Dataset excerpts
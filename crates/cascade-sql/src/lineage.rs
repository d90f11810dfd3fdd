//! Column-level lineage extraction
//!
//! For each top-level SELECT projection, traces the output column back to the
//! base-relation columns it is derived from. Table aliases are resolved to
//! the underlying relation name. `SELECT *` and `SELECT t.*` record a
//! wildcard edge (`column = "*"`) against the relations they draw from; the
//! compiler expands those against upstream schemas when they are known.

use sqlparser::ast::{
    Expr, FunctionArg, FunctionArgExpr, Query, Select, SelectItem, SetExpr, Statement, TableFactor,
    TableWithJoins,
};
use std::collections::{BTreeMap, BTreeSet};

/// A column reference attributed to a relation
#[derive(Debug, Clone, PartialEq, Eq, PartialOrd, Ord)]
pub struct ColumnRef {
    /// Relation the column belongs to, when attributable
    pub relation: Option<String>,
    /// Column name; `"*"` marks a wildcard edge
    pub column: String,
}

impl ColumnRef {
    /// An unattributed column
    pub fn bare(column: &str) -> Self {
        Self {
            relation: None,
            column: column.to_string(),
        }
    }

    /// A relation-qualified column
    pub fn qualified(relation: &str, column: &str) -> Self {
        Self {
            relation: Some(relation.to_string()),
            column: column.to_string(),
        }
    }

    /// True if this is a wildcard edge
    pub fn is_wildcard(&self) -> bool {
        self.column == "*"
    }
}

impl std::fmt::Display for ColumnRef {
    fn fmt(&self, f: &mut std::fmt::Formatter<'_>) -> std::fmt::Result {
        match &self.relation {
            Some(rel) => write!(f, "{}.{}", rel, self.column),
            None => f.write_str(&self.column),
        }
    }
}

/// Lineage for a single output column
#[derive(Debug, Clone, Default)]
pub struct ColumnLineage {
    /// Output column name as projected
    pub output_column: String,
    /// Upstream columns contributing to this output
    pub sources: BTreeSet<ColumnRef>,
    /// True when the output is an untransformed column reference
    pub is_direct: bool,
}

impl ColumnLineage {
    fn new(output_column: &str) -> Self {
        Self {
            output_column: output_column.to_string(),
            sources: BTreeSet::new(),
            is_direct: false,
        }
    }

    fn direct(output_column: &str, source: ColumnRef) -> Self {
        let mut lineage = Self::new(output_column);
        lineage.sources.insert(source);
        lineage.is_direct = true;
        lineage
    }
}

/// Lineage for all output columns of one model
#[derive(Debug, Clone, Default)]
pub struct ModelLineage {
    /// Per-projection lineage, in projection order
    pub columns: Vec<ColumnLineage>,
    /// alias -> relation mappings seen in FROM/JOIN clauses
    pub aliases: BTreeMap<String, String>,
    /// Relations referenced by the top-level SELECT
    pub relations: BTreeSet<String>,
}

impl ModelLineage {
    /// Look up the lineage of an output column by name
    pub fn column(&self, name: &str) -> Option<&ColumnLineage> {
        self.columns.iter().find(|c| c.output_column == name)
    }
}

/// Extract column lineage from a statement, if it is a query.
pub fn extract_lineage(stmt: &Statement) -> Option<ModelLineage> {
    match stmt {
        Statement::Query(query) => {
            let mut lineage = ModelLineage::default();
            walk_query(query, &mut lineage);
            Some(lineage)
        }
        _ => None,
    }
}

fn walk_query(query: &Query, lineage: &mut ModelLineage) {
    if let SetExpr::Select(select) = query.body.as_ref() {
        walk_select(select, lineage);
    }
}

fn walk_select(select: &Select, lineage: &mut ModelLineage) {
    for table in &select.from {
        collect_aliases(table, lineage);
    }

    for item in &select.projection {
        match item {
            SelectItem::UnnamedExpr(expr) => {
                let col = lineage_of_expr(expr, lineage);
                lineage.columns.push(col);
            }
            SelectItem::ExprWithAlias { expr, alias } => {
                let mut col = lineage_of_expr(expr, lineage);
                col.output_column = alias.value.clone();
                lineage.columns.push(col);
            }
            SelectItem::QualifiedWildcard(name, _) => {
                let relation = crate::object_name_to_string(name);
                let resolved = resolve_alias(&relation, lineage);
                let mut col = ColumnLineage::new("*");
                col.sources.insert(ColumnRef::qualified(&resolved, "*"));
                lineage.columns.push(col);
            }
            SelectItem::Wildcard(_) => {
                let mut col = ColumnLineage::new("*");
                for relation in lineage.relations.clone() {
                    col.sources.insert(ColumnRef::qualified(&relation, "*"));
                }
                lineage.columns.push(col);
            }
        }
    }
}

fn collect_aliases(table_with_joins: &TableWithJoins, lineage: &mut ModelLineage) {
    collect_factor(&table_with_joins.relation, lineage);
    for join in &table_with_joins.joins {
        collect_factor(&join.relation, lineage);
    }
}

fn collect_factor(factor: &TableFactor, lineage: &mut ModelLineage) {
    match factor {
        TableFactor::Table { name, alias, .. } => {
            let relation = crate::object_name_to_string(name);
            lineage.relations.insert(relation.clone());
            if let Some(alias) = alias {
                lineage.aliases.insert(alias.name.value.clone(), relation);
            }
        }
        TableFactor::Derived {
            alias, subquery, ..
        } => {
            // Fold the subquery's lineage into the outer scope
            if let SetExpr::Select(select) = subquery.body.as_ref() {
                walk_select(select, lineage);
            }
            if let Some(alias) = alias {
                lineage
                    .aliases
                    .insert(alias.name.value.clone(), alias.name.value.clone());
            }
        }
        TableFactor::NestedJoin {
            table_with_joins, ..
        } => {
            collect_aliases(table_with_joins, lineage);
        }
        _ => {}
    }
}

fn resolve_alias(name: &str, lineage: &ModelLineage) -> String {
    lineage
        .aliases
        .get(name)
        .cloned()
        .unwrap_or_else(|| name.to_string())
}

fn lineage_of_expr(expr: &Expr, lineage: &ModelLineage) -> ColumnLineage {
    match expr {
        Expr::Identifier(ident) => {
            ColumnLineage::direct(&ident.value, ColumnRef::bare(&ident.value))
        }
        Expr::CompoundIdentifier(idents) if idents.len() >= 2 => {
            let column = idents.last().map(|i| i.value.clone()).unwrap_or_default();
            let relation = idents[..idents.len() - 1]
                .iter()
                .map(|i| i.value.clone())
                .collect::<Vec<_>>()
                .join(".");
            let resolved = resolve_alias(&relation, lineage);
            ColumnLineage::direct(&column, ColumnRef::qualified(&resolved, &column))
        }
        Expr::CompoundIdentifier(idents) => {
            let column = idents
                .last()
                .map(|i| i.value.clone())
                .unwrap_or_else(|| "unknown".to_string());
            ColumnLineage::new(&column)
        }
        Expr::Function(func) => {
            let name = crate::object_name_to_string(&func.name);
            let mut col = ColumnLineage::new(&name);
            collect_function_sources(&func.args, lineage, &mut col.sources);
            col
        }
        Expr::BinaryOp { left, right, .. } => {
            let mut col = ColumnLineage::new("expression");
            col.sources.extend(lineage_of_expr(left, lineage).sources);
            col.sources.extend(lineage_of_expr(right, lineage).sources);
            col
        }
        Expr::UnaryOp { expr, .. } | Expr::Nested(expr) => {
            let inner = lineage_of_expr(expr, lineage);
            let mut col = ColumnLineage::new(&inner.output_column);
            col.sources = inner.sources;
            col
        }
        Expr::Cast { expr, .. } => {
            let inner = lineage_of_expr(expr, lineage);
            let mut col = ColumnLineage::new(&inner.output_column);
            col.sources = inner.sources;
            col
        }
        Expr::Case {
            operand,
            conditions,
            results,
            else_result,
        } => {
            let mut col = ColumnLineage::new("case_expr");
            if let Some(op) = operand {
                col.sources.extend(lineage_of_expr(op, lineage).sources);
            }
            for cond in conditions {
                col.sources.extend(lineage_of_expr(cond, lineage).sources);
            }
            for result in results {
                col.sources.extend(lineage_of_expr(result, lineage).sources);
            }
            if let Some(else_expr) = else_result {
                col.sources
                    .extend(lineage_of_expr(else_expr, lineage).sources);
            }
            col
        }
        Expr::IsNull(inner) | Expr::IsNotNull(inner) => {
            let inner = lineage_of_expr(inner, lineage);
            let mut col = ColumnLineage::new(&inner.output_column);
            col.sources = inner.sources;
            col
        }
        Expr::Between {
            expr, low, high, ..
        } => {
            let mut col = ColumnLineage::new("between_expr");
            col.sources.extend(lineage_of_expr(expr, lineage).sources);
            col.sources.extend(lineage_of_expr(low, lineage).sources);
            col.sources.extend(lineage_of_expr(high, lineage).sources);
            col
        }
        Expr::InList { expr, list, .. } => {
            let mut col = ColumnLineage::new("in_expr");
            col.sources.extend(lineage_of_expr(expr, lineage).sources);
            for item in list {
                col.sources.extend(lineage_of_expr(item, lineage).sources);
            }
            col
        }
        Expr::Subquery(query) => {
            let mut sub = ModelLineage::default();
            walk_query(query, &mut sub);
            let mut col = ColumnLineage::new("subquery");
            for inner in sub.columns {
                col.sources.extend(inner.sources);
            }
            col
        }
        Expr::Value(_) | Expr::TypedString { .. } => ColumnLineage::new("literal"),
        _ => ColumnLineage::new("unknown"),
    }
}

fn collect_function_sources(
    args: &sqlparser::ast::FunctionArguments,
    lineage: &ModelLineage,
    sources: &mut BTreeSet<ColumnRef>,
) {
    match args {
        sqlparser::ast::FunctionArguments::List(list) => {
            for arg in &list.args {
                match arg {
                    FunctionArg::Unnamed(arg_expr) | FunctionArg::Named { arg: arg_expr, .. } => {
                        match arg_expr {
                            FunctionArgExpr::Expr(expr) => {
                                sources.extend(lineage_of_expr(expr, lineage).sources);
                            }
                            FunctionArgExpr::QualifiedWildcard(name) => {
                                let relation = crate::object_name_to_string(name);
                                let resolved = resolve_alias(&relation, lineage);
                                sources.insert(ColumnRef::qualified(&resolved, "*"));
                            }
                            FunctionArgExpr::Wildcard => {
                                sources.insert(ColumnRef::bare("*"));
                            }
                        }
                    }
                }
            }
        }
        sqlparser::ast::FunctionArguments::None => {}
        sqlparser::ast::FunctionArguments::Subquery(query) => {
            let mut sub = ModelLineage::default();
            walk_query(query, &mut sub);
            for col in sub.columns {
                sources.extend(col.sources);
            }
        }
    }
}

#[cfg(test)]
#[path = "lineage_test.rs"]
mod tests;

# EXERCISE OBJECTIVE:
Search the entries above for the word "FunctionArgExpr" and copy each line where it appears.

# SOLUTION:
    Expr, FunctionArg, FunctionArgExpr, Query, Select, SelectItem, SetExpr, Statement, TableFactor,
                            FunctionArgExpr::Expr(expr) => {
                            FunctionArgExpr::QualifiedWildcard(name) => {
                            FunctionArgExpr::Wildcard => {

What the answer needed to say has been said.